Project #1: Synthesis, characterization and fluorescent analysis of a new class of chromophore-terminated polycaprolactones and polylactides. 

Student Researcher: Jenna Burton

With the increase in demand for polymeric imaging agents, expanding the scope and diversity of LPMs is an emerging area of research.  While there are several different design strategies to formulate boron-containing polymers, end-functionalized polymers are most common in monitoring the health of living cells.   The large macromolecular polymer backbone allows for diffusion across the cell membrane while the chromophore acts as a luminescent cell marker (Figure 1a). However, in designing new chromophore-terminated polymers one must consider 1) the optical (fluorescent) activity over time especially in an aqueous media, 2) cell membrane permeability 3) and compatibility within living cells. Therefore, the overarching goal of this work is to develop several new LPMs and evaluate their optical properties. 

Figure 1 copy.jpeg

Figure 1.  a) Anatomy of end-functionalized chromophore-containing polymers. b) Chemical structures of new chromophores. c) Polymer backbones used to prepare new end-functionalized polymers.

The work builds upon my expertise in organic synthesis and polymer chemistry while expanding my students knowledge of in these areas. In short, the objectives of this project are as follows:

Goal 1: Synthesis of new chromophores – Jenna applys synthetic organic chemistry techniques to design and synthesize several new boron-containing chromophores (Figure 1b). This work builds upon a foundation work by several undergraduates.  To-date Jenna has prepared two chemical initiators.   

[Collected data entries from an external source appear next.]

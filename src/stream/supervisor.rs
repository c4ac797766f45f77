//! Stream Supervisor
//!
//! Wraps the job status stream so the view of a running task survives
//! transient network loss: on an unexpected close while the task is still
//! in flight, the supervisor re-opens the subscription with bounded
//! exponential backoff, seeding the new connection from the snapshot
//! already accumulated. After the retry budget is exhausted the failure is
//! surfaced as a persistent error rather than a silent stall. A stream
//! that ends after the task reached a terminal status is a clean finish
//! and is never retried.

use std::time::Duration;

use backon::{ExponentialBuilder, Retryable};
use tokio::sync::watch;
use tokio::task::JoinHandle;
use tracing::{info, warn};

use super::{ReadEnd, connect, read_loop};
use crate::types::{BridgeError, JobStatusSnapshot, Result};

/// Reconnect behavior for [`SupervisedStream`]
#[derive(Debug, Clone, Copy)]
pub struct ReconnectPolicy {
    pub min_delay: Duration,
    pub max_delay: Duration,
    /// Maximum reconnect attempts after an unexpected close
    pub max_retries: usize,
}

impl Default for ReconnectPolicy {
    fn default() -> Self {
        Self {
            min_delay: Duration::from_secs(1),
            max_delay: Duration::from_secs(30),
            max_retries: 6,
        }
    }
}

impl ReconnectPolicy {
    fn backoff(&self) -> ExponentialBuilder {
        ExponentialBuilder::default()
            .with_min_delay(self.min_delay)
            .with_max_delay(self.max_delay)
            .with_max_times(self.max_retries)
    }
}

/// Supervised subscription: same surface as
/// [`StatusSubscription`](super::StatusSubscription), plus reconnects.
pub struct SupervisedStream {
    snapshot: watch::Receiver<JobStatusSnapshot>,
    connected: watch::Receiver<bool>,
    shutdown: watch::Sender<bool>,
    handle: JoinHandle<Result<()>>,
}

impl SupervisedStream {
    /// Open a supervised subscription. The initial connection happens
    /// inline so address and configuration mistakes fail fast; only
    /// subsequent unexpected closes are retried.
    pub async fn open(ws_base: &str, task_id: &str, policy: ReconnectPolicy) -> Result<Self> {
        let ws = connect(ws_base, task_id).await?;

        let (snap_tx, snap_rx) = watch::channel(JobStatusSnapshot::new(task_id));
        let (conn_tx, conn_rx) = watch::channel(true);
        let (shutdown_tx, shutdown_rx) = watch::channel(false);

        let ws_base = ws_base.to_string();
        let task_id = task_id.to_string();
        let handle = tokio::spawn(async move {
            supervise(ws, &ws_base, &task_id, policy, snap_tx, conn_tx, shutdown_rx).await
        });

        Ok(Self {
            snapshot: snap_rx,
            connected: conn_rx,
            shutdown: shutdown_tx,
            handle,
        })
    }

    pub fn snapshot(&self) -> JobStatusSnapshot {
        self.snapshot.borrow().clone()
    }

    pub fn watch_snapshot(&self) -> watch::Receiver<JobStatusSnapshot> {
        self.snapshot.clone()
    }

    pub fn is_connected(&self) -> bool {
        *self.connected.borrow()
    }

    pub fn watch_connected(&self) -> watch::Receiver<bool> {
        self.connected.clone()
    }

    /// Terminate the stream (and any pending reconnect) deterministically.
    pub async fn close(self) -> JobStatusSnapshot {
        let _ = self.shutdown.send(true);
        let _ = self.handle.await;
        self.snapshot.borrow().clone()
    }

    /// Wait until the task finishes or the retry budget is exhausted.
    pub async fn join(self) -> Result<JobStatusSnapshot> {
        let result = self
            .handle
            .await
            .map_err(|e| BridgeError::stream(format!("stream task panicked: {e}")))?;
        result.map(|_| self.snapshot.borrow().clone())
    }
}

async fn supervise(
    first: super::WsStream,
    ws_base: &str,
    task_id: &str,
    policy: ReconnectPolicy,
    snap_tx: watch::Sender<JobStatusSnapshot>,
    conn_tx: watch::Sender<bool>,
    shutdown_rx: watch::Receiver<bool>,
) -> Result<()> {
    match read_loop(first, &snap_tx, &conn_tx, shutdown_rx.clone()).await {
        ReadEnd::CallerClosed => return Ok(()),
        ReadEnd::ServerClosed | ReadEnd::Failed(_) => {}
    }
    if snap_tx.borrow().status.is_terminal() {
        return Ok(());
    }

    let reconnect = || {
        let shutdown = shutdown_rx.clone();
        let snap_tx = &snap_tx;
        let conn_tx = &conn_tx;
        async move {
            if *shutdown.borrow() {
                return Ok(());
            }
            let ws = connect(ws_base, task_id).await?;
            let _ = conn_tx.send(true);
            info!(task_id, "status stream reconnected");
            match read_loop(ws, snap_tx, conn_tx, shutdown).await {
                ReadEnd::CallerClosed => Ok(()),
                end => {
                    if snap_tx.borrow().status.is_terminal() {
                        Ok(())
                    } else {
                        let detail = match end {
                            ReadEnd::Failed(msg) => msg,
                            _ => "connection closed before task completion".to_string(),
                        };
                        Err(BridgeError::stream(detail))
                    }
                }
            }
        }
    };

    let retrying = reconnect
        .retry(policy.backoff())
        .when(|e: &BridgeError| e.is_transient())
        .notify(|err, delay| {
            warn!(
                task_id,
                retry_in_secs = delay.as_secs_f32(),
                "status stream lost: {err}"
            );
        });

    // The retry chain must not outlive an explicit close: a caller waiting
    // in close() would otherwise block for up to a full backoff window.
    let mut shutdown = shutdown_rx.clone();
    tokio::select! {
        result = retrying => result,
        _ = shutdown.wait_for(|stop| *stop) => Ok(()),
    }
}

// =============================================================================
// Tests
// =============================================================================

#[cfg(test)]
mod tests {
    use super::*;
    use crate::types::TaskStatus;
    use futures_util::SinkExt;
    use tokio::net::TcpListener;
    use tokio_tungstenite::tungstenite::Message;

    fn fast_policy() -> ReconnectPolicy {
        ReconnectPolicy {
            min_delay: Duration::from_millis(10),
            max_delay: Duration::from_millis(50),
            max_retries: 3,
        }
    }

    #[tokio::test]
    async fn test_resumes_after_unexpected_close() {
        let listener = TcpListener::bind("127.0.0.1:0").await.unwrap();
        let addr = listener.local_addr().unwrap();

        // First connection delivers one patch and drops without a close
        // handshake; the second finishes the task.
        tokio::spawn(async move {
            let (tcp, _) = listener.accept().await.unwrap();
            let mut ws = tokio_tungstenite::accept_async(tcp).await.unwrap();
            ws.send(Message::Text(
                r#"{"status":"running","completed_components_count":1}"#.into(),
            ))
            .await
            .unwrap();
            drop(ws);

            let (tcp, _) = listener.accept().await.unwrap();
            let mut ws = tokio_tungstenite::accept_async(tcp).await.unwrap();
            ws.send(Message::Text(
                r#"{"status":"completed","completed_components_count":4}"#.into(),
            ))
            .await
            .unwrap();
            let _ = ws.close(None).await;
        });

        let stream = SupervisedStream::open(&format!("ws://{addr}"), "t1", fast_policy())
            .await
            .unwrap();
        let snapshot = stream.join().await.unwrap();

        // State accumulated on the first connection survived the reconnect.
        assert_eq!(snapshot.status, TaskStatus::Completed);
        assert_eq!(snapshot.completed_components_count, 4);
    }

    #[tokio::test]
    async fn test_no_reconnect_after_terminal_status() {
        let listener = TcpListener::bind("127.0.0.1:0").await.unwrap();
        let addr = listener.local_addr().unwrap();

        let accepted = std::sync::Arc::new(std::sync::atomic::AtomicUsize::new(0));
        let counter = accepted.clone();
        tokio::spawn(async move {
            loop {
                let (tcp, _) = listener.accept().await.unwrap();
                counter.fetch_add(1, std::sync::atomic::Ordering::SeqCst);
                let mut ws = tokio_tungstenite::accept_async(tcp).await.unwrap();
                ws.send(Message::Text(r#"{"status":"completed"}"#.into()))
                    .await
                    .unwrap();
                let _ = ws.close(None).await;
            }
        });

        let stream = SupervisedStream::open(&format!("ws://{addr}"), "t1", fast_policy())
            .await
            .unwrap();
        let snapshot = stream.join().await.unwrap();
        assert_eq!(snapshot.status, TaskStatus::Completed);

        tokio::time::sleep(Duration::from_millis(100)).await;
        assert_eq!(accepted.load(std::sync::atomic::Ordering::SeqCst), 1);
    }

    #[tokio::test]
    async fn test_exhaustion_surfaces_error() {
        // Server accepts exactly one connection and then disappears.
        let listener = TcpListener::bind("127.0.0.1:0").await.unwrap();
        let addr = listener.local_addr().unwrap();
        tokio::spawn(async move {
            let (tcp, _) = listener.accept().await.unwrap();
            let mut ws = tokio_tungstenite::accept_async(tcp).await.unwrap();
            ws.send(Message::Text(r#"{"status":"running"}"#.into()))
                .await
                .unwrap();
            drop(ws);
            drop(listener);
        });

        let stream = SupervisedStream::open(&format!("ws://{addr}"), "t1", fast_policy())
            .await
            .unwrap();
        let err = stream.join().await.unwrap_err();
        assert!(matches!(err, BridgeError::Stream(_) | BridgeError::NoResponse(_)));
    }
}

Goal 2:  Attachment of the chromophores to biocompatible polymers – One of the design features of each chromophore prepared in Goal 1, is that is must contain a synthetic handle from which the polymerization can occur. Using this synthetic handle, the chromophore will initiate polymerization of lactide or e-caprolactone monomers to prepare four new systems (Figure 1c).

Goal 3:   Examine the photophysical (fluorescent) properties of these new polymers – Examination of the photophysical properties of these materials will deepen and extend scientific knowledge in LPMs.